Let $F$ be a function of $x,y,z$, namely $F(x,y,z)$.
My question:
What are the necessary and sufficient conditions for $\triangledown$$^2$$F(x,y,z)$=$0$, what does it signify?
I am aware that if $d$ is a differential operator, then $d$ $(\triangledown$$F(x,y,z))$$=0$, where $i, j, k$ are $dx,dy,dz$ respectively. That is, $d(\frac{\partial F}{\partial x}dx,\frac{\partial F}{\partial y}dy,\frac{\partial F}{\partial z}dz)=0$.

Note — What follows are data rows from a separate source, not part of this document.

//! Dead letters: async items that ended `failed`.

use chrono::{DateTime, Utc};
use dashmap::DashMap;
use serde::{Deserialize, Serialize};
use tracing::{debug, info};

use crate::message::{Message, Target};
use crate::receipt::Receipt;

/// A failed async item kept for inspection or a later retry.
#[derive(Debug, Clone, Serialize, Deserialize)]
pub struct DeadLetterEntry {
    /// Item id of the failed delivery.
    pub id: String,
    /// The original message, with every target.
    pub message: Message,
    /// Number of attempts made.
    pub attempts: u32,
    /// Last error message.
    pub error: String,
    /// Targets that did not get the message.
    pub failed_targets: Vec<Target>,
    /// When the item was first submitted.
    pub created_at: DateTime<Utc>,
    /// When it was moved to dead letter.
    pub dead_lettered_at: DateTime<Utc>,
}

impl DeadLetterEntry {
    pub(crate) fn new(
        id: &str,
        message: Message,
        attempts: u32,
        receipt: Option<&Receipt>,
        error: String,
        created_at: DateTime<Utc>,
    ) -> Self {
        let failed_targets = match receipt {
            Some(receipt) => receipt.failures().map(|r| r.target.clone()).collect(),
            None => message.targets().to_vec(),
        };
        Self {
            id: id.to_string(),
            message,
            attempts,
            error,
            failed_targets,
            created_at,
            dead_lettered_at: Utc::now(),
        }
    }

    /// The message narrowed to the targets that failed.
    pub fn retry_message(&self) -> Message {
        if self.failed_targets.is_empty() {
            self.message.clone()
        } else {
            self.message.retarget(self.failed_targets.clone())
        }
    }
}

/// Dead-letter list keyed by item id.
#[derive(Debug, Default)]
pub struct DeadLetterQueue {
    entries: DashMap<String, DeadLetterEntry>,
}

impl DeadLetterQueue {
    pub fn new() -> Self {
        Self::default()
    }

    pub(crate) fn insert(&self, entry: DeadLetterEntry) {
        info!(item_id = %entry.id, attempts = entry.attempts, "Item dead-lettered");
        self.entries.insert(entry.id.clone(), entry);
    }

    /// Snapshot, oldest first.
    pub fn list(&self) -> Vec<DeadLetterEntry> {
        let mut entries: Vec<DeadLetterEntry> =
            self.entries.iter().map(|e| e.value().clone()).collect();
        entries.sort_by_key(|e| e.dead_lettered_at);
        entries
    }

    pub fn get(&self, id: &str) -> Option<DeadLetterEntry> {
        self.entries.get(id).map(|e| e.value().clone())
    }

    pub(crate) fn take(&self, id: &str) -> Option<DeadLetterEntry> {
        self.entries.remove(id).map(|(_, entry)| entry)
    }

    pub fn len(&self) -> usize {
        self.entries.len()
    }

    pub fn is_empty(&self) -> bool {
        self.entries.is_empty()
    }

    /// Drop entries dead-lettered more than `retention_days` ago.
    pub fn cleanup(&self, retention_days: u32) -> usize {
        let cutoff = Utc::now() - chrono::Duration::days(retention_days as i64);
        let before = self.entries.len();
        self.entries.retain(|_, entry| entry.dead_lettered_at > cutoff);
        let removed = before.saturating_sub(self.entries.len());
        if removed > 0 {
            debug!(removed, "Cleaned up dead letters");
        }
        removed
    }
}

I know this is true if $F(x,y,z)$ is the force associated with a conservative potential function or in other words conservative vector field. However, I can not seem to relate it with the Laplacian. Are the two related, or they just seem related to me?
Thank you.
Remember that for any vector field $\mathbf{F}$, $\nabla^2 \mathbf{F} = \boldsymbol\nabla(\boldsymbol\nabla\cdot \mathbf{F}) - \boldsymbol\nabla\times(\boldsymbol\nabla\times \mathbf{F}$). So $\nabla^2 \mathbf{F} = 0$ is equivalent to $\boldsymbol\nabla (\boldsymbol\nabla\cdot \mathbf{F}) = \boldsymbol\nabla\times(\boldsymbol\nabla\times \mathbf{F})$.

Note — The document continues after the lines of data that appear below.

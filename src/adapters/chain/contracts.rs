//! Contract Bindings - ABI Artifacts, Deployment Checks, Supply Reads
//!
//! Loads each watched contract's JSON ABI (Hardhat/Ignition artifact or
//! bare ABI array), resolves the event definitions the streams need,
//! verifies the configured addresses have code, and implements the
//! `SupplyReader` port over `totalSupply()`.

use std::path::Path;
use std::sync::Arc;

use alloy::dyn_abi::{DynSolValue, FunctionExt, JsonAbiExt};
use alloy::json_abi::{Event, Function, JsonAbi};
use alloy::primitives::{Address, Bytes, U256};
use alloy::providers::Provider;
use alloy::rpc::types::TransactionRequest;
use async_trait::async_trait;
use tracing::{info, instrument};

use crate::config::ContractConfig;
use crate::config::loader::contract_address;
use crate::domain::EventKind;
use crate::error::{ConfigError, ExternalReadError};
use crate::ports::supply_reader::SupplyReader;

use super::provider::RpcProvider;

const TOTAL_SUPPLY: &str = "totalSupply";

/// Parse an ABI from artifact JSON. Accepts `{ "abi": [...] }` as
/// written by Hardhat, or the bare array.
pub fn parse_abi(contract: &str, json: &str) -> Result<JsonAbi, ConfigError> {
    let abi_error = |reason: String| ConfigError::Abi {
        contract: contract.to_string(),
        reason,
    };

    let mut value: serde_json::Value =
        serde_json::from_str(json).map_err(|e| abi_error(format!("invalid JSON: {e}")))?;
    if let Some(abi) = value.get_mut("abi") {
        value = abi.take();
    }
    serde_json::from_value(value).map_err(|e| abi_error(format!("invalid ABI: {e}")))
}

/// A configured, ABI-resolved contract.
#[derive(Debug, Clone)]
pub struct WatchedContract {
    /// Display name (e.g. "MyToken").
    pub name: &'static str,
    /// Deployed address.
    pub address: Address,
    /// Parsed ABI.
    pub abi: JsonAbi,
}

impl WatchedContract {
    /// Resolve address and ABI from config.
    pub fn load(
        name: &'static str,
        address_field: &'static str,
        config: &ContractConfig,
    ) -> Result<Self, ConfigError> {
        let address = contract_address(address_field, config)?;
        let json = std::fs::read_to_string(Path::new(&config.abi_path)).map_err(|e| {
            ConfigError::Abi {
                contract: name.to_string(),
                reason: format!("cannot read {}: {e}", config.abi_path),
            }
        })?;
        let abi = parse_abi(name, &json)?;

        info!(
            contract = name,
            address = %address,
            abi_path = %config.abi_path,
            events = abi.events.len(),
            "Loaded contract ABI"
        );

        Ok(Self { name, address, abi })
    }

    /// Event definition for `kind`.
    pub fn event(&self, kind: EventKind) -> Result<Event, ConfigError> {
        self.abi
            .event(kind.abi_name())
            .and_then(|overloads| overloads.first())
            .cloned()
            .ok_or_else(|| ConfigError::Abi {
                contract: self.name.to_string(),
                reason: format!("event {} not found", kind.abi_name()),
            })
    }

    /// Function definition by name.
    pub fn function(&self, name: &str) -> Result<Function, ConfigError> {
        self.abi
            .function(name)
            .and_then(|overloads| overloads.iter().find(|f| f.inputs.is_empty()))
            .cloned()
            .ok_or_else(|| ConfigError::Abi {
                contract: self.name.to_string(),
                reason: format!("function {name}() not found"),
            })
    }

    /// Fail if there is no code at the configured address.
    #[instrument(skip_all, fields(contract = self.name, address = %self.address))]
    pub async fn ensure_deployed(&self, provider: &RpcProvider) -> Result<(), ConfigError> {
        let code = provider
            .get_code_at(self.address)
            .await
            .map_err(|e| ConfigError::NodeUnreachable {
                url: "configured rpc".to_string(),
                reason: format!("eth_getCode for {} failed: {e}", self.name),
            })?;

        if code.is_empty() {
            return Err(ConfigError::NoCode {
                contract: self.name.to_string(),
                address: self.address.to_string(),
            });
        }

        info!("Validated on-chain");
        Ok(())
    }
}

/// `SupplyReader` over the token's `totalSupply()` view.
pub struct TokenSupply {
    /// Shared RPC provider.
    provider: Arc<RpcProvider>,
    /// Token contract name, for errors.
    contract: &'static str,
    /// Token address.
    address: Address,
    /// `totalSupply()` from the ABI.
    function: Function,
}

impl TokenSupply {
    /// Bind to the token's `totalSupply()`; fails if the ABI lacks it.
    pub fn new(provider: Arc<RpcProvider>, token: &WatchedContract) -> Result<Self, ConfigError> {
        Ok(Self {
            provider,
            contract: token.name,
            address: token.address,
            function: token.function(TOTAL_SUPPLY)?,
        })
    }

    fn read_error(&self, reason: String) -> ExternalReadError {
        ExternalReadError {
            contract: self.contract.to_string(),
            call: TOTAL_SUPPLY,
            reason,
        }
    }
}

#[async_trait]
impl SupplyReader for TokenSupply {
    #[instrument(skip(self), fields(contract = self.contract))]
    async fn total_supply(&self) -> Result<U256, ExternalReadError> {
        let calldata = self
            .function
            .abi_encode_input(&[])
            .map_err(|e| self.read_error(format!("encode failed: {e}")))?;

        let tx = TransactionRequest::default()
            .to(self.address)
            .input(Bytes::from(calldata).into());

        let output = self
            .provider
            .call(&tx)
            .await
            .map_err(|e| self.read_error(e.to_string()))?;

        let values = self
            .function
            .abi_decode_output(&output, true)
            .map_err(|e| self.read_error(format!("decode failed: {e}")))?;

        values
            .first()
            .and_then(DynSolValue::as_uint)
            .map(|(value, _)| value)
            .ok_or_else(|| self.read_error("returned no uint".to_string()))
    }
}

#[cfg(test)]
mod tests {
    use super::*;

    const TOKEN_ARTIFACT: &str = r#"{
        "_format": "hh3-artifact-1",
        "contractName": "MyToken",
        "abi": [
            {
                "type": "event",
                "name": "Minted",
                "anonymous": false,
                "inputs": [
                    { "name": "to", "type": "address", "indexed": true, "internalType": "address" },
                    { "name": "amount", "type": "uint256", "indexed": false, "internalType": "uint256" }
                ]
            },
            {
                "type": "function",
                "name": "totalSupply",
                "stateMutability": "view",
                "inputs": [],
                "outputs": [ { "name": "", "type": "uint256", "internalType": "uint256" } ]
            }
        ]
    }"#;

    fn token() -> WatchedContract {
        WatchedContract {
            name: "MyToken",
            address: Address::ZERO,
            abi: parse_abi("MyToken", TOKEN_ARTIFACT).unwrap(),
        }
    }

    #[test]
    fn test_parse_artifact_and_bare_abi() {
        let abi = parse_abi("MyToken", TOKEN_ARTIFACT).unwrap();
        assert!(abi.event("Minted").is_some());

        let bare = serde_json::to_string(&abi).unwrap();
        let again = parse_abi("MyToken", &bare).unwrap();
        assert!(again.function("totalSupply").is_some());
    }

    #[test]
    fn test_invalid_json_is_config_error() {
        assert!(matches!(
            parse_abi("Cash", "{ not json"),
            Err(ConfigError::Abi { .. })
        ));
    }

    #[test]
    fn test_event_lookup() {
        let token = token();
        let minted = token.event(EventKind::Minted).unwrap();
        assert_eq!(minted.inputs.len(), 2);
        assert!(matches!(
            token.event(EventKind::Burned),
            Err(ConfigError::Abi { .. })
        ));
    }

    #[test]
    fn test_total_supply_function_lookup() {
        let token = token();
        assert_eq!(token.function(TOTAL_SUPPLY).unwrap().outputs.len(), 1);
        assert!(token.function("balanceOf").is_err());
    }
}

If $\mathbf{F}$ is conservative, then $\boldsymbol\nabla\times\mathbf{F} = 0$, and so we must have $\boldsymbol\nabla(\boldsymbol\nabla\cdot\mathbf{F}) = 0$. A scalar function with vanishing gradient is a constant.
Thus, if $\mathbf{F}$ is a conservative vector field, $\nabla^2 \mathbf{F} = 0$ if and only if $\boldsymbol\nabla\cdot \mathbf{F} = C$ for some constant $C$.